More than 40 years ago, Head suggested that these lines could have been "drawn" on the surface of the moon of Mars by asteroid debris or rock fragments "catapulted" from the surface of Phobos during the formation of Stickney Crater. It is the largest structure of its kind on its surface and makes Phobos look like the "Death Star" from Star Wars.

Cosmos creators

This idea has not convinced all planetary scientists, since the "channels" adjacent to the crater diverge from it not radially, as is usually the case with traces of asteroid "road accidents", but parallel to each other. In addition, some of them are superimposed on each other or even pass through the Stickney itself, while others break off in an incomprehensible way. Therefore, they believed that these notches were left on Phobos by fragments of Mars.

Head and Ramsley found an explanation for all these oddities by creating a computer model of Phobos colliding with a large asteroid. Changing the size, mass, density and angle of incidence of the asteroid, scientists tried to understand whether such oddities could appear or they are excluded.

As it turned out, "channels" on Phobos could appear if its collision with an asteroid occurred in a slightly higher orbit, in which it is now, at an altitude of about 12 thousand kilometers from the surface of Mars.

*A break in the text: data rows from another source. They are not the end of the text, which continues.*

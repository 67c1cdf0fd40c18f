use std::io::{self, BufRead, Write};
use std::path::PathBuf;

use clap::Parser;
use sapper_core::{
    FinishedPress, Game, GameSettings, JsonFileRecordStore, Levels, MatchState, PolledScheduler,
    RecordStore, Scheduler, Snapshot,
};

use command::{Command, HELP};

mod command;

#[derive(Parser, Debug)]
#[command(version, about, long_about = None)]
struct Args {
    /// What log level to use
    #[command(flatten)]
    verbose: clap_verbosity_flag::Verbosity,

    /// Level to start with
    #[arg(short, long, default_value = Levels::BEGINNER)]
    level: String,

    /// Force a seed instead of random
    #[arg(short, long)]
    seed: Option<u64>,

    /// Pressing a cell after the match ended starts a new one
    #[arg(long)]
    restart_on_finished: bool,

    /// File holding the best time of each level [default: <local data dir>/sapper/records.json]
    #[arg(long)]
    records: Option<PathBuf>,
}

fn default_records_path() -> PathBuf {
    dirs::data_local_dir()
        .unwrap_or_else(|| PathBuf::from("."))
        .join("sapper")
        .join("records.json")
}

type CliGame = Game<PolledScheduler, JsonFileRecordStore>;

fn init_logging(filter: log::LevelFilter) {
    use tracing_subscriber::filter::LevelFilter;

    let level = match filter {
        log::LevelFilter::Off => LevelFilter::OFF,
        log::LevelFilter::Error => LevelFilter::ERROR,
        log::LevelFilter::Warn => LevelFilter::WARN,
        log::LevelFilter::Info => LevelFilter::INFO,
        log::LevelFilter::Debug => LevelFilter::DEBUG,
        log::LevelFilter::Trace => LevelFilter::TRACE,
    };
    tracing_subscriber::fmt()
        .with_max_level(level)
        .with_writer(io::stderr)
        .init();
}

fn print_board(out: &mut impl Write, snapshot: &Snapshot) -> io::Result<()> {
    let (_, cols) = snapshot.size;
    write!(out, "    ")?;
    for col in 0..cols {
        write!(out, "{}", col % 10)?;
    }
    writeln!(out)?;
    for (row, line) in snapshot.render_text().lines().enumerate() {
        writeln!(out, "{row:>3} {line}")?;
    }

    let best = snapshot.best.as_deref().unwrap_or("--:--");
    writeln!(
        out,
        "{:?} | {} | time {} | mines {} | best {}",
        snapshot.state, snapshot.level, snapshot.elapsed, snapshot.remaining_mines, best
    )
}

fn announce_results(game: &mut CliGame) {
    let mut last_state = game.state();
    game.subscribe(move |snapshot| {
        if snapshot.state != last_state {
            match snapshot.state {
                MatchState::Win => println!("Cleared in {}!", snapshot.elapsed),
                MatchState::Lose => println!("Boom."),
                MatchState::Idle | MatchState::Playing => {}
            }
            last_state = snapshot.state;
        }
    });
}

fn run_command<S: Scheduler, R: RecordStore>(
    game: &mut Game<S, R>,
    command: Command,
    out: &mut impl Write,
) -> anyhow::Result<bool> {
    match command {
        Command::Reveal(coords) => {
            game.reveal_cell(coords)?;
        }
        Command::Mark(coords) => {
            game.toggle_mark(coords)?;
        }
        Command::Start(coords) => {
            game.start(coords)?;
        }
        Command::Reset => game.reset(),
        Command::Level(id) => game.select_level(&id)?,
        Command::Levels => {
            for (id, setting) in game.levels().iter() {
                writeln!(
                    out,
                    "{id:<14} {}x{} {} mines",
                    setting.rows, setting.cols, setting.mines
                )?;
            }
            return Ok(true);
        }
        Command::Json => {
            writeln!(out, "{}", serde_json::to_string_pretty(&game.snapshot())?)?;
            return Ok(true);
        }
        Command::Help => {
            writeln!(out, "{HELP}")?;
            return Ok(true);
        }
        Command::Show => {}
        Command::Quit => return Ok(false),
    }

    print_board(out, &game.snapshot())?;
    Ok(true)
}

/// Runs one input line. Returns `false` once the player quits.
fn handle_line<S: Scheduler, R: RecordStore>(
    game: &mut Game<S, R>,
    line: &str,
    out: &mut impl Write,
) -> anyhow::Result<bool> {
    let result = line
        .parse::<Command>()
        .and_then(|command| run_command(game, command, out));
    match result {
        Ok(keep_going) => Ok(keep_going),
        Err(err) => {
            log::debug!("command failed: {err:?}");
            writeln!(out, "error: {err}")?;
            Ok(true)
        }
    }
}

fn main() -> anyhow::Result<()> {
    let args = Args::parse();
    init_logging(args.verbose.log_level_filter());

    let settings = GameSettings {
        level: args.level,
        finished_press: if args.restart_on_finished {
            FinishedPress::Restart
        } else {
            FinishedPress::Ignore
        },
        seed: args.seed,
    };
    log::debug!("settings: {:?}", settings);

    let scheduler = PolledScheduler::new();
    let records_path = args.records.unwrap_or_else(default_records_path);
    log::debug!("records file: {}", records_path.display());
    let records = JsonFileRecordStore::new(records_path);
    let mut game = Game::new(&settings, Levels::standard(), scheduler.clone(), records)?;
    announce_results(&mut game);

    let stdout = io::stdout();
    let mut out = stdout.lock();
    writeln!(out, "{HELP}")?;
    print_board(&mut out, &game.snapshot())?;

    for line in io::stdin().lock().lines() {
        let line = line?;
        scheduler.poll();

        if !handle_line(&mut game, &line, &mut out)? {
            break;
        }
    }

    Ok(())
}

In this case, the gravitational interactions between the red planet and its moon will cause some of the boulders to draw parallel lines and then "fly away" into space after they have reached the largest mountain range on Phobos. Other stones, respectively, had to fly around the entire moon and dig similar channels inside Stickney crater.

If these calculations are correct, then the mysterious stripes on Phobos appeared relatively recently, about 150 million years ago, when this moon of Mars was in a higher orbit. Calculating the exact age of Stickney crater, Head concludes, will help test his theory and see if it really is.